These methods are annotated with @CheckReturnValue. Some code analysis tools – such as ErrorProne – can check correct usage at build time, and report mistakes as compiler errors.

Unlike 3.x, the request timeout now spans the entire request. In other words, it’s the maximum amount of time that session.execute will take, including any retry, speculative execution, etc. You can set it with Statement.setTimeout, or globally in the configuration with the basic.request.timeout option.

Prepared statements are now cached client-side: if you call session.prepare() twice with the same query string, it will no longer log a warning. The second call will return the same statement instance, without sending anything to the server:

PreparedStatement ps1 = session.prepare("SELECT * FROM product WHERE sku = ?");
PreparedStatement ps2 = session.prepare("SELECT * FROM product WHERE sku = ?");
assert ps1 == ps2;

This cache takes into account all execution parameters. For example, if you prepare the same query string with different consistency levels, you will get two distinct prepared statements, each propagating its own consistency level to its bound statements:

PreparedStatement ps1 =
  session.prepare(
      SimpleStatement.newInstance("SELECT * FROM product WHERE sku = ?")
          .setConsistencyLevel(DefaultConsistencyLevel.ONE));
PreparedStatement ps2 =
  session.prepare(
      SimpleStatement.newInstance("SELECT * FROM product WHERE sku = ?")
          .setConsistencyLevel(DefaultConsistencyLevel.TWO));

assert ps1 != ps2;

BoundStatement bs1 = ps1.bind();
assert bs1.getConsistencyLevel() == DefaultConsistencyLevel.ONE;

BoundStatement bs2 = ps2.bind();
assert bs2.getConsistencyLevel() == DefaultConsistencyLevel.TWO;

DDL statements are now debounced; see Why do DDL queries have a higher latency than driver 3? in the FAQ.

Dual result set APIs

In 3.x, both synchronous and asynchronous execution models shared a common result set implementation. This made asynchronous usage notably error-prone, because of the risk of accidentally triggering background synchronous fetches.

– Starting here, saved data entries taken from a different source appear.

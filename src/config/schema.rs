//! Configuration schema definitions.
//!
//! This module defines the complete configuration structure for a cluster
//! node. All types derive Serde traits for deserialization from config files.
//! A single file describes every role; the process picks its own section at
//! startup through [`ServerConfig::resolve`].

use std::collections::BTreeMap;
use std::net::{IpAddr, Ipv4Addr};

use serde::{Deserialize, Serialize};

use crate::service::ServiceRole;

/// Root configuration shared by all node roles.
#[derive(Debug, Clone, Deserialize, Serialize, Default)]
#[serde(default)]
pub struct ServerConfig {
    /// Per-role listener settings.
    pub services: ServicesConfig,

    /// Metadata service connection parameters.
    pub metadata: MetadataConfig,

    /// Storage settings (consumed by the store role only).
    pub storage: StorageConfig,

    /// Streaming transport settings.
    pub transport: TransportConfig,

    /// Log output settings.
    pub logging: LoggingConfig,
}

impl ServerConfig {
    /// Get the declarative section for a role.
    pub fn service(&self, role: ServiceRole) -> &ServiceConfig {
        match role {
            ServiceRole::Input => &self.services.inputhost,
            ServiceRole::Output => &self.services.outputhost,
            ServiceRole::Store => &self.services.storehost,
            ServiceRole::Controller => &self.services.controllerhost,
            ServiceRole::Replicator => &self.services.replicator,
            ServiceRole::Frontend => &self.services.frontendhost,
        }
    }

    /// Resolve everything a single role needs to boot.
    ///
    /// Pure lookup: never touches the network or the filesystem.
    pub fn resolve(&self, role: ServiceRole) -> ResolvedConfig {
        let service = self.service(role);
        ResolvedConfig {
            role: RoleConfig {
                role,
                listen_address: service.listen_address,
                port: service.port,
                websocket_port: service.websocket_port,
                host_name: service.host_name.clone(),
            },
            metadata: self.metadata.clone(),
            storage: self.storage.clone(),
            transport: self.transport.clone(),
            dynamic: service.dynamic.clone(),
        }
    }
}

/// Listener sections, one per role.
#[derive(Debug, Clone, Deserialize, Serialize)]
#[serde(default)]
pub struct ServicesConfig {
    pub inputhost: ServiceConfig,
    pub outputhost: ServiceConfig,
    pub storehost: ServiceConfig,
    pub controllerhost: ServiceConfig,
    pub replicator: ServiceConfig,
    pub frontendhost: ServiceConfig,
}

impl Default for ServicesConfig {
    fn default() -> Self {
        Self {
            inputhost: ServiceConfig::with_ports(4240, 6189),
            outputhost: ServiceConfig::with_ports(4254, 6190),
            storehost: ServiceConfig::with_ports(4253, 6191),
            controllerhost: ServiceConfig::with_ports(5425, 0),
            replicator: ServiceConfig::with_ports(6280, 6310),
            frontendhost: ServiceConfig::with_ports(4922, 0),
        }
    }
}

/// Listener settings for one role.
#[derive(Debug, Clone, Deserialize, Serialize)]
#[serde(default)]
pub struct ServiceConfig {
    /// Interface every listener of this role binds to.
    pub listen_address: IpAddr,

    /// Primary service port.
    pub port: u16,

    /// Websocket port (unused by roles without streaming).
    pub websocket_port: u16,

    /// Host name reported with metrics. Empty means "ask the OS".
    pub host_name: String,

    /// Initial values served by the dynamic-config client.
    pub dynamic: BTreeMap<String, String>,
}

impl ServiceConfig {
    fn with_ports(port: u16, websocket_port: u16) -> Self {
        Self {
            port,
            websocket_port,
            ..Self::default()
        }
    }
}

impl Default for ServiceConfig {
    fn default() -> Self {
        Self {
            listen_address: IpAddr::V4(Ipv4Addr::LOCALHOST),
            port: 0,
            websocket_port: 0,
            host_name: String::new(),
            dynamic: BTreeMap::new(),
        }
    }
}

/// Metadata service configuration.
#[derive(Debug, Clone, Deserialize, Serialize)]
#[serde(default)]
pub struct MetadataConfig {
    /// Base URLs of metadata service replicas, tried in order.
    pub endpoints: Vec<String>,

    /// Keyspace the cluster's metadata lives in.
    pub keyspace: String,

    /// Connect/request timeout in milliseconds.
    pub connect_timeout_ms: u64,
}

impl Default for MetadataConfig {
    fn default() -> Self {
        Self {
            endpoints: vec!["http://127.0.0.1:9042".to_string()],
            keyspace: "cherami".to_string(),
            connect_timeout_ms: 2000,
        }
    }
}

/// Storage configuration. Empty strings mean "not configured".
#[derive(Debug, Clone, Deserialize, Serialize, Default)]
#[serde(default)]
pub struct StorageConfig {
    /// Storage engine hint (matched against known backend tokens).
    pub store: String,

    /// Base directory for storage segments.
    pub base_dir: String,

    /// Persisted identity of this store host.
    pub host_uuid: String,
}

/// Streaming transport configuration.
#[derive(Debug, Clone, Deserialize, Serialize)]
#[serde(default)]
pub struct TransportConfig {
    /// Largest websocket message accepted, in bytes.
    pub max_message_size: usize,
}

impl Default for TransportConfig {
    fn default() -> Self {
        Self {
            max_message_size: 4 * 1024 * 1024, // 4MB
        }
    }
}

/// Log output format.
#[derive(Debug, Clone, Copy, Default, PartialEq, Eq, Deserialize, Serialize)]
#[serde(rename_all = "lowercase")]
pub enum LogFormat {
    #[default]
    Pretty,
    Json,
}

/// Logging configuration.
#[derive(Debug, Clone, Deserialize, Serialize)]
#[serde(default)]
pub struct LoggingConfig {
    /// Log level (trace, debug, info, warn, error).
    pub level: String,

    /// Output format.
    pub format: LogFormat,
}

impl Default for LoggingConfig {
    fn default() -> Self {
        Self {
            level: "info".to_string(),
            format: LogFormat::Pretty,
        }
    }
}

/// Listener settings of the role this process runs as.
#[derive(Debug, Clone, PartialEq, Eq, Serialize)]
pub struct RoleConfig {
    pub role: ServiceRole,
    pub listen_address: IpAddr,
    pub port: u16,
    pub websocket_port: u16,
    pub host_name: String,
}

/// Output of the configuration resolver: one role's view of the cluster config.
#[derive(Debug, Clone)]
pub struct ResolvedConfig {
    pub role: RoleConfig,
    pub metadata: MetadataConfig,
    pub storage: StorageConfig,
    pub transport: TransportConfig,
    pub dynamic: BTreeMap<String, String>,
}
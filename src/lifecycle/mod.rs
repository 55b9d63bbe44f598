//! Lifecycle management subsystem.
//!
//! # Data Flow
//! ```text
//! Startup (startup.rs):
//!     Bootstrapped → primary transport → websocket → diagnostic loop
//!
//! Shutdown (shutdown.rs):
//!     Ctrl-C → trigger broadcast → every listener stops accepting → exit
//! ```
//!
//! # Design Decisions
//! - Ordered startup: bootstrap first, then listeners
//! - Process supervision and restarts are left to the process manager

pub mod shutdown;
pub mod startup;

pub use shutdown::Shutdown;
pub use startup::{start_service, RunningService, StartError};
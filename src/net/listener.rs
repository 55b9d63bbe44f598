//! TCP listener binding for the node's network surfaces.
//!
//! # Responsibilities
//! - Bind the primary, websocket and diagnostic listeners
//! - Report which surface failed to bind, and where

use std::net::{IpAddr, SocketAddr};

use thiserror::Error;
use tokio::net::TcpListener;

/// Error type for listener operations.
#[derive(Debug, Error)]
pub enum ListenerError {
    /// Failed to bind to address.
    #[error("Failed to bind {surface} listener on {addr}: {source}")]
    Bind {
        surface: &'static str,
        addr: SocketAddr,
        #[source]
        source: std::io::Error,
    },
}

/// Bind `address:port` for the named surface and log the bound address.
pub async fn bind(
    surface: &'static str,
    address: IpAddr,
    port: u16,
) -> Result<(TcpListener, SocketAddr), ListenerError> {
    let addr = SocketAddr::new(address, port);
    let bind_err = |source| ListenerError::Bind {
        surface,
        addr,
        source,
    };

    let listener = TcpListener::bind(addr).await.map_err(bind_err)?;
    let local_addr = listener.local_addr().map_err(bind_err)?;

    tracing::info!(surface, address = %local_addr, "Listener bound");
    Ok((listener, local_addr))
}
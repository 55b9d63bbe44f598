//! Websocket streaming transport.
//!
//! # Responsibilities
//! - Bind the role's websocket port on its listen address
//! - Serve the stream handlers the role host registered
//!
//! # Design Decisions
//! - Upgrades and frame handling belong to the host's handlers
//! - Started only after the primary transport is accepting traffic

use std::net::{IpAddr, SocketAddr};

use axum::Router;

use crate::lifecycle::Shutdown;
use crate::net::{self, ListenerError};

pub async fn start_websocket_server(
    address: IpAddr,
    port: u16,
    routes: Router,
    shutdown: &Shutdown,
) -> Result<SocketAddr, ListenerError> {
    let (listener, addr) = net::bind("websocket", address, port).await?;
    super::serve("websocket", listener, routes, shutdown);
    Ok(addr)
}
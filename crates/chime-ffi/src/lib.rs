//! C FFI surface for chime.
//!
//! Pattern: opaque ManagerHandle + C strings + JSON serialization.
//!
//! The host drives the manager by calling `chime_tick` from its own loop
//! and drains sound notifications with `chime_poll_events`. A handle is
//! single-threaded: call it from the thread that opened it.

use std::cell::RefCell;
use std::ffi::{CStr, CString};
use std::os::raw::c_char;
use std::ptr;
use std::rc::Rc;
use std::sync::Arc;

use chime_core::{Manager, SoundCommand, SoundEvent, SoundInfo, SoundOptions, SystemClock};
use serde_json::{json, Value};

// ---------------------------------------------------------------------------
// Error handling (thread-local last error)
// ---------------------------------------------------------------------------

thread_local! {
    static LAST_ERROR: RefCell<Option<String>> = const { RefCell::new(None) };
}

fn set_error(msg: String) {
    log::debug!("chime-ffi: {}", msg);
    LAST_ERROR.with(|cell| *cell.borrow_mut() = Some(msg));
}

fn clear_error() {
    LAST_ERROR.with(|cell| *cell.borrow_mut() = None);
}

/// Returns the last error message (caller frees with `chime_string_free`).
#[no_mangle]
pub extern "C" fn chime_last_error() -> *mut c_char {
    LAST_ERROR.with(|cell| {
        cell.borrow_mut()
            .take()
            .and_then(|s| CString::new(s).ok())
            .map(|s| s.into_raw())
            .unwrap_or(ptr::null_mut())
    })
}

/// Frees a string returned from chime FFI.
///
/// # Safety
/// Must be a pointer returned from this FFI and not already freed.
#[no_mangle]
pub unsafe extern "C" fn chime_string_free(ptr: *mut c_char) {
    if !ptr.is_null() {
        let _ = CString::from_raw(ptr);
    }
}

// ---------------------------------------------------------------------------
// Opaque handle
// ---------------------------------------------------------------------------

#[repr(C)]
pub struct ManagerHandle {
    _private: [u8; 0],
}

type EventFeed = Rc<RefCell<Vec<Value>>>;

struct ManagerHandleInner {
    manager: Manager,
    events: EventFeed,
}

impl ManagerHandleInner {
    /// Create a sound and route its notifications into the event feed.
    fn create(&mut self, opts: SoundOptions) -> chime_core::Result<SoundInfo> {
        let feed = Rc::clone(&self.events);
        let sound = self.manager.create_sound(opts)?;
        sound.on_event(move |info, event| feed.borrow_mut().push(event_json(info, event)));
        Ok(sound.info())
    }
}

// ---------------------------------------------------------------------------
// Lifecycle
// ---------------------------------------------------------------------------

/// Opens a manager. `config_json` is a setup object or NULL for defaults.
/// Backend initialization starts immediately; watch `chime_status`.
///
/// # Safety
/// `config_json` must be NULL or a valid null-terminated C string.
#[no_mangle]
pub unsafe extern "C" fn chime_open(config_json: *const c_char) -> *mut ManagerHandle {
    clear_error();
    let mut manager = chime_core::standard_manager(Arc::new(SystemClock::new()));

    if !config_json.is_null() {
        let config = match read_json(config_json) {
            Ok(v) => v,
            Err(e) => return err_null_handle(e),
        };
        if let Err(e) = manager.setup_json(&config) {
            return err_null_handle(e.to_string());
        }
    }
    if let Err(e) = manager.start() {
        return err_null_handle(e.to_string());
    }

    let inner = ManagerHandleInner {
        manager,
        events: Rc::new(RefCell::new(Vec::new())),
    };
    Box::into_raw(Box::new(inner)) as *mut ManagerHandle
}

/// Destructs the manager and releases the handle.
#[no_mangle]
pub extern "C" fn chime_close(handle: *mut ManagerHandle) {
    if !handle.is_null() {
        unsafe {
            let mut inner = Box::from_raw(handle as *mut ManagerHandleInner);
            inner.manager.destruct();
        }
    }
}

/// Applies a setup object. Before initialization it takes effect at
/// once; afterwards it is staged for the next reboot.
/// Returns 1 on success, 0 on error.
#[no_mangle]
pub extern "C" fn chime_setup(handle: *mut ManagerHandle, json: *const c_char) -> i32 {
    clear_error();
    let inner = match handle_mut(handle) {
        Ok(h) => h,
        Err(e) => return err_zero(e),
    };
    let value = match read_json(json) {
        Ok(v) => v,
        Err(e) => return err_zero(e),
    };
    status_code(inner.manager.setup_json(&value))
}

/// Advances timers, polling and queued backend signals.
/// Returns 1 on success, 0 on error.
#[no_mangle]
pub extern "C" fn chime_tick(handle: *mut ManagerHandle) -> i32 {
    clear_error();
    match handle_mut(handle) {
        Ok(inner) => {
            inner.manager.tick();
            1
        }
        Err(e) => err_zero(e),
    }
}
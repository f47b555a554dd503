//! Error taxonomy shared by every chime operation.

use thiserror::Error;

/// Result type for chime operations.
pub type Result<T> = std::result::Result<T, Error>;

/// Error types for chime operations.
#[derive(Error, Debug, Clone, PartialEq, Eq)]
pub enum Error {
    /// Malformed creation or call arguments.
    #[error("invalid options: {0}")]
    InvalidOptions(String),

    /// A sound with this identifier already exists.
    #[error("duplicate sound id: {0}")]
    DuplicateIdentifier(String),

    /// No live sound with this identifier.
    #[error("sound not found: {0}")]
    NotFound(String),

    /// Adapter disposed, or no backend finished initializing.
    #[error("backend unavailable: {0}")]
    BackendUnavailable(String),

    /// The backend could not open the source.
    #[error("load failed for {url}: {reason}")]
    LoadFailed { url: String, reason: String },

    /// The backend did not finish loading before the deadline.
    #[error("load of {url} timed out after {timeout_ms}ms")]
    LoadTimeout { url: String, timeout_ms: u64 },

    /// The operation has no meaning for the active backend.
    #[error("{0} is not supported by this backend")]
    Unsupported(&'static str),

    /// The manager was destructed.
    #[error("manager has been destructed")]
    ManagerDestroyed,

    /// The operation is not valid in the current play or ready state.
    #[error("cannot {op} while {state}")]
    InvalidState { op: &'static str, state: String },
}

impl Error {
    pub(crate) fn invalid_state(op: &'static str, state: impl std::fmt::Display) -> Self {
        Error::InvalidState {
            op,
            state: state.to_string(),
        }
    }
}

/// Log errors from best-effort operations without propagating them.
pub(crate) fn log_err<T>(result: Result<T>, context: &str) -> bool {
    match result {
        Ok(_) => true,
        Err(Error::Unsupported(op)) => {
            log::debug!("chime: {}: {} unsupported, ignored", context, op);
            true
        }
        Err(e) => {
            log::warn!("chime: {} failed: {}", context, e);
            false
        }
    }
}
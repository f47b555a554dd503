//! chime data models.
//!
//! Plain option records and snapshots. Callbacks never live here: these
//! types are what crosses the JSON and FFI boundaries.

pub mod command;
pub mod sound;

pub use command::SoundCommand;
pub use sound::{
    clamp_pan, clamp_volume, LoadOptions, LoadState, PlayOptions, PlayState, SoundInfo,
    SoundOptions,
};
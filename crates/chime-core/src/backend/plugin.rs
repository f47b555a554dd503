//! Plugin backend — sounds hosted by an external player plugin.
//!
//! The plugin itself (its movie, embedding and scripting wire format) is an
//! external collaborator reached through the narrow `PluginBridge` trait:
//! one handshake, then numbered slots that each hold one source.
//! Plugins do not push progress, so this backend is `Polled`: the manager
//! asks for positions on the plugin cadence and `poll` picks up load and
//! end-of-stream status.
//!
//! `HeadlessBridge` is an in-process bridge driven by the manager clock.
//! It stands in for the plugin in headless hosts and tests.

use std::collections::HashMap;
use std::sync::Arc;

use parking_lot::Mutex;

use super::{
    BackendAdapter, BackendDriver, BackendKind, DriverSink, LoadRequest, Probe, SoundSink,
    UpdateMode,
};
use crate::clock::Clock;
use crate::config::ManagerConfig;
use crate::error::{Error, Result};

/// Load progress of one bridge slot.
#[derive(Debug, Clone, PartialEq, Eq)]
pub enum SlotLoad {
    Pending,
    Loaded { duration_ms: Option<u64> },
    Failed(String),
}

/// The plugin's scripting bridge.
pub trait PluginBridge: Send {
    /// Ask the plugin movie at `base_url` whether it is up.
    fn handshake(&mut self, base_url: &str) -> Probe;
    fn open(&mut self, slot: u32, url: &str) -> Result<()>;
    fn close(&mut self, slot: u32);
    fn load_status(&self, slot: u32) -> SlotLoad;
    fn start(&mut self, slot: u32) -> Result<()>;
    /// Stop and rewind.
    fn halt(&mut self, slot: u32) -> Result<()>;
    fn set_paused(&mut self, slot: u32, paused: bool) -> Result<()>;
    fn seek(&mut self, slot: u32, position_ms: u64) -> Result<()>;
    fn set_volume(&mut self, slot: u32, volume: u8) -> Result<()>;
    fn set_pan(&mut self, slot: u32, pan: i8) -> Result<()>;
    fn position(&self, slot: u32) -> Result<u64>;
    fn finished(&self, slot: u32) -> bool;
    /// Volume and pan last applied to a slot.
    fn mix(&self, slot: u32) -> Option<(u8, i8)>;
    /// Forget the handshake and every slot.
    fn reset(&mut self) {}
}

pub type SharedBridge = Arc<Mutex<Box<dyn PluginBridge>>>;

// ---------------------------------------------------------------------------
// Driver
// ---------------------------------------------------------------------------

/// Backend driver over a plugin bridge.
pub struct PluginDriver {
    bridge: SharedBridge,
    next_slot: u32,
    pending: Option<(DriverSink, String)>,
}

impl PluginDriver {
    pub fn new(bridge: impl PluginBridge + 'static) -> Self {
        Self {
            bridge: Arc::new(Mutex::new(Box::new(bridge))),
            next_slot: 1,
            pending: None,
        }
    }

    pub fn bridge(&self) -> SharedBridge {
        Arc::clone(&self.bridge)
    }
}

impl BackendDriver for PluginDriver {
    fn kind(&self) -> BackendKind {
        BackendKind::Plugin
    }

    fn update_mode(&self) -> UpdateMode {
        UpdateMode::Polled
    }

    fn probe(&mut self, config: &ManagerConfig, sink: DriverSink) -> Probe {
        let probe = self.bridge.lock().handshake(&config.base_url);
        if probe == Probe::Pending {
            self.pending = Some((sink, config.base_url.clone()));
        }
        probe
    }

    fn poll(&mut self) {
        let Some((sink, base_url)) = self.pending.as_ref() else {
            return;
        };
        match self.bridge.lock().handshake(base_url) {
            Probe::Pending => return,
            Probe::Ready => sink.ready(),
            Probe::Failed(reason) => sink.failed(reason),
        }
        self.pending = None;
    }

    fn create_adapter(&mut self) -> Result<Box<dyn BackendAdapter>> {
        let slot = self.next_slot;
        self.next_slot += 1;
        Ok(Box::new(PluginAdapter::new(Arc::clone(&self.bridge), slot)))
    }

    fn shutdown(&mut self) {
        self.pending = None;
        self.bridge.lock().reset();
    }
}

// ---------------------------------------------------------------------------
// Adapter
// ---------------------------------------------------------------------------

/// One sound slot in the plugin.
pub struct PluginAdapter {
    bridge: SharedBridge,
    slot: u32,
    sink: Option<SoundSink>,
    load_reported: bool,
    loaded: bool,
    finish_reported: bool,
    volume: u8,
    muted: bool,
    disposed: bool,
}

impl PluginAdapter {
    fn new(bridge: SharedBridge, slot: u32) -> Self {
        Self {
            bridge,
            slot,
            sink: None,
            load_reported: false,
            loaded: false,
            finish_reported: false,
            volume: 100,
            muted: false,
            disposed: false,
        }
    }

    pub fn slot(&self) -> u32 {
        self.slot
    }

    fn alive(&self) -> Result<()> {
        if self.disposed {
            return Err(Error::BackendUnavailable(format!(
                "plugin slot {} disposed",
                self.slot
            )));
        }
        Ok(())
    }
}

impl BackendAdapter for PluginAdapter {
    fn load(&mut self, request: &LoadRequest, sink: SoundSink) -> Result<()> {
        self.alive()?;
        self.bridge.lock().open(self.slot, &request.url)?;
        self.sink = Some(sink);
        self.load_reported = false;
        self.loaded = false;
        self.finish_reported = false;
        Ok(())
    }

    fn unload(&mut self) -> Result<()> {
        self.alive()?;
        self.bridge.lock().close(self.slot);
        self.sink = None;
        self.loaded = false;
        Ok(())
    }

    fn play(&mut self) -> Result<()> {
        self.alive()?;
        self.finish_reported = false;
        self.bridge.lock().start(self.slot)
    }

    fn stop(&mut self) -> Result<()> {
        self.alive()?;
        self.bridge.lock().halt(self.slot)
    }

    fn pause(&mut self) -> Result<()> {
        self.alive()?;
        self.bridge.lock().set_paused(self.slot, true)
    }

    fn resume(&mut self) -> Result<()> {
        self.alive()?;
        self.bridge.lock().set_paused(self.slot, false)
    }

    fn seek(&mut self, position_ms: u64) -> Result<()> {
        self.alive()?;
        self.finish_reported = false;
        self.bridge.lock().seek(self.slot, position_ms)
    }

    fn set_volume(&mut self, volume: u8) -> Result<()> {
        self.alive()?;
        self.volume = volume;
        if self.muted {
            return Ok(());
        }
        self.bridge.lock().set_volume(self.slot, volume)
    }

    fn set_pan(&mut self, pan: i8) -> Result<()> {
        self.alive()?;
        self.bridge.lock().set_pan(self.slot, pan)
    }

    // The bridge has no mute; emulate it with volume.
    fn set_mute(&mut self, muted: bool) -> Result<()> {
        self.alive()?;
        self.muted = muted;
        let volume = if muted { 0 } else { self.volume };
        self.bridge.lock().set_volume(self.slot, volume)
    }

    fn position_ms(&self) -> Result<u64> {
        self.alive()?;
        self.bridge.lock().position(self.slot)
    }

    fn duration_ms(&self) -> Result<Option<u64>> {
        self.alive()?;
        match self.bridge.lock().load_status(self.slot) {
            SlotLoad::Loaded { duration_ms } => Ok(duration_ms),
            _ => Ok(None),
        }
    }

    fn poll(&mut self) {
        if self.disposed {
            return;
        }
        let Some(sink) = self.sink.as_ref() else {
            return;
        };
        let bridge = self.bridge.lock();
        if !self.load_reported {
            match bridge.load_status(self.slot) {
                SlotLoad::Pending => return,
                SlotLoad::Loaded { duration_ms } => {
                    self.loaded = true;
                    sink.loaded(duration_ms);
                }
                SlotLoad::Failed(reason) => sink.load_failed(reason),
            }
            self.load_reported = true;
        }
        if self.loaded && !self.finish_reported && bridge.finished(self.slot) {
            self.finish_reported = true;
            sink.finished();
        }
    }

    fn dispose(&mut self) {
        if self.disposed {
            return;
        }
        self.bridge.lock().close(self.slot);
        self.sink = None;
        self.disposed = true;
    }
}

// ---------------------------------------------------------------------------
// Headless bridge
// ---------------------------------------------------------------------------

struct Slot {
    url: String,
    opened_at: u64,
    playing: bool,
    paused: bool,
    /// Clock time at which `offset_ms` was last captured.
    anchor_ms: u64,
    offset_ms: u64,
    volume: u8,
    pan: i8,
}

/// Clock-driven in-process plugin bridge.
pub struct HeadlessBridge {
    clock: Arc<dyn Clock>,
    /// `None`: the handshake never completes.
    handshake_after_ms: Option<u64>,
    handshake_started: Option<u64>,
    load_latency_ms: u64,
    catalog: HashMap<String, u64>,
    permissive: bool,
    slots: HashMap<u32, Slot>,
}

impl HeadlessBridge {
    /// Immediate handshake, instant loads, only catalogued tracks load.
    pub fn new(clock: Arc<dyn Clock>) -> Self {
        Self {
            clock,
            handshake_after_ms: Some(0),
            handshake_started: None,
            load_latency_ms: 0,
            catalog: HashMap::new(),
            permissive: false,
            slots: HashMap::new(),
        }
    }

    pub fn with_track(mut self, url: impl Into<String>, duration_ms: u64) -> Self {
        self.catalog.insert(url.into(), duration_ms);
        self
    }

    /// Load any url; unknown urls have no duration and never finish.
    pub fn permissive(mut self) -> Self {
        self.permissive = true;
        self
    }

    pub fn handshake_after(mut self, ms: u64) -> Self {
        self.handshake_after_ms = Some(ms);
        self
    }

    pub fn unresponsive(mut self) -> Self {
        self.handshake_after_ms = None;
        self
    }

    pub fn load_latency(mut self, ms: u64) -> Self {
        self.load_latency_ms = ms;
        self
    }

    fn now(&self) -> u64 {
        self.clock.now_ms()
    }

    fn slot(&self, slot: u32) -> Result<&Slot> {
        self.slots
            .get(&slot)
            .ok_or_else(|| Error::BackendUnavailable(format!("plugin slot {} not open", slot)))
    }

    fn slot_mut(&mut self, slot: u32) -> Result<&mut Slot> {
        self.slots
            .get_mut(&slot)
            .ok_or_else(|| Error::BackendUnavailable(format!("plugin slot {} not open", slot)))
    }

    fn duration_of(&self, s: &Slot) -> Option<u64> {
        self.catalog.get(&s.url).copied()
    }

    fn status_of(&self, s: &Slot) -> SlotLoad {
        if self.now().saturating_sub(s.opened_at) < self.load_latency_ms {
            return SlotLoad::Pending;
        }
        match self.duration_of(s) {
            Some(d) => SlotLoad::Loaded {
                duration_ms: Some(d),
            },
            None if self.permissive => SlotLoad::Loaded { duration_ms: None },
            None => SlotLoad::Failed(format!("no such track: {}", s.url)),
        }
    }

    fn position_of(&self, s: &Slot) -> u64 {
        let raw = if s.playing && !s.paused {
            s.offset_ms + self.now().saturating_sub(s.anchor_ms)
        } else {
            s.offset_ms
        };
        match self.duration_of(s) {
            Some(d) => raw.min(d),
            None => raw,
        }
    }
}

impl PluginBridge for HeadlessBridge {
    fn handshake(&mut self, _base_url: &str) -> Probe {
        let now = self.now();
        let started = *self.handshake_started.get_or_insert(now);
        match self.handshake_after_ms {
            Some(after) if now.saturating_sub(started) >= after => Probe::Ready,
            _ => Probe::Pending,
        }
    }

    fn open(&mut self, slot: u32, url: &str) -> Result<()> {
        let now = self.now();
        self.slots.insert(
            slot,
            Slot {
                url: url.to_string(),
                opened_at: now,
                playing: false,
                paused: false,
                anchor_ms: now,
                offset_ms: 0,
                volume: 100,
                pan: 0,
            },
        );
        Ok(())
    }

    fn close(&mut self, slot: u32) {
        self.slots.remove(&slot);
    }

    fn load_status(&self, slot: u32) -> SlotLoad {
        match self.slots.get(&slot) {
            Some(s) => self.status_of(s),
            None => SlotLoad::Failed(format!("plugin slot {} not open", slot)),
        }
    }

    fn start(&mut self, slot: u32) -> Result<()> {
        if !matches!(self.load_status(slot), SlotLoad::Loaded { .. }) {
            return Err(Error::BackendUnavailable(format!(
                "plugin slot {} not loaded",
                slot
            )));
        }
        let now = self.now();
        let s = self.slot_mut(slot)?;
        s.playing = true;
        s.paused = false;
        s.anchor_ms = now;
        Ok(())
    }

    fn halt(&mut self, slot: u32) -> Result<()> {
        let s = self.slot_mut(slot)?;
        s.playing = false;
        s.paused = false;
        s.offset_ms = 0;
        Ok(())
    }

    fn set_paused(&mut self, slot: u32, paused: bool) -> Result<()> {
        let position = self.position(slot)?;
        let now = self.now();
        let s = self.slot_mut(slot)?;
        if s.paused == paused {
            return Ok(());
        }
        s.offset_ms = position;
        s.anchor_ms = now;
        s.paused = paused;
        Ok(())
    }

    fn seek(&mut self, slot: u32, position_ms: u64) -> Result<()> {
        let limit = self.duration_of(self.slot(slot)?);
        let now = self.now();
        let s = self.slot_mut(slot)?;
        s.offset_ms = limit.map_or(position_ms, |d| position_ms.min(d));
        s.anchor_ms = now;
        Ok(())
    }

    fn set_volume(&mut self, slot: u32, volume: u8) -> Result<()> {
        self.slot_mut(slot)?.volume = volume;
        Ok(())
    }

    fn set_pan(&mut self, slot: u32, pan: i8) -> Result<()> {
        self.slot_mut(slot)?.pan = pan;
        Ok(())
    }

    fn position(&self, slot: u32) -> Result<u64> {
        Ok(self.position_of(self.slot(slot)?))
    }

    fn finished(&self, slot: u32) -> bool {
        let Some(s) = self.slots.get(&slot) else {
            return false;
        };
        match self.duration_of(s) {
            Some(d) => s.playing && self.position_of(s) >= d,
            None => false,
        }
    }

    fn mix(&self, slot: u32) -> Option<(u8, i8)> {
        self.slots.get(&slot).map(|s| (s.volume, s.pan))
    }

    fn reset(&mut self) {
        self.handshake_started = None;
        self.slots.clear();
    }
}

There are now two separate APIs: synchronous queries return a ResultSet; asynchronous queries return a future of AsyncResultSet.

ResultSet behaves much like its 3.x counterpart, except that background pre-fetching (fetchMoreResults) was deliberately removed, in order to keep this interface simple and intuitive. If you were using synchronous iterations with background pre-fetching, you should now switch to fully asynchronous iterations (see below).

AsyncResultSet is a simplified type that only contains the rows of the current page. When iterating asynchronously, you no longer need to stop the iteration manually: just consume all the rows in currentPage(), and then call fetchNextPage to retrieve the next page asynchronously. You will find more information about asynchronous iterations in the manual pages about asynchronous programming and paging.

CQL to Java type mappings

Since the driver now has access to Java 8 types, some of the CQL to Java type mappings have changed when it comes to temporal types such as date and timestamp:

getDate has been replaced by getLocalDate and returns java.time.LocalDate;
getTime has been replaced by getLocalTime and returns java.time.LocalTime instead of a long representing nanoseconds since midnight;
getTimestamp has been replaced by getInstant and returns java.time.Instant instead of java.util.Date.

The corresponding setter methods were also changed to expect these new types as inputs.

Metrics

Metrics are now divided into two categories: session-wide and per-node. Each metric can be enabled or disabled individually in the configuration:

datastax-java-driver {
  advanced.metrics {
    // more are available, see reference.conf for the full list
    session.enabled = [ bytes-sent, bytes-received, cql-requests ]
    node.enabled = [ bytes-sent, bytes-received, pool.in-flight ]
  }
}

Note that unlike 3.x, JMX is not supported out of the box. You’ll need to add the dependency explicitly:

<dependency>
  <groupId>io.dropwizard.metrics</groupId>
  <artifactId>metrics-jmx</artifactId>
  <version>4.0.2</version>
</dependency>

Metadata

Session.getMetadata() is now immutable and updated atomically. The node list, schema metadata and token map exposed by a given Metadata instance are guaranteed to be in sync. This is convenient for analytics clients that need a consistent view of the cluster at a given point in time; for example, a keyspace in metadata.getKeyspaces() will always have a corresponding entry in metadata.getTokenMap().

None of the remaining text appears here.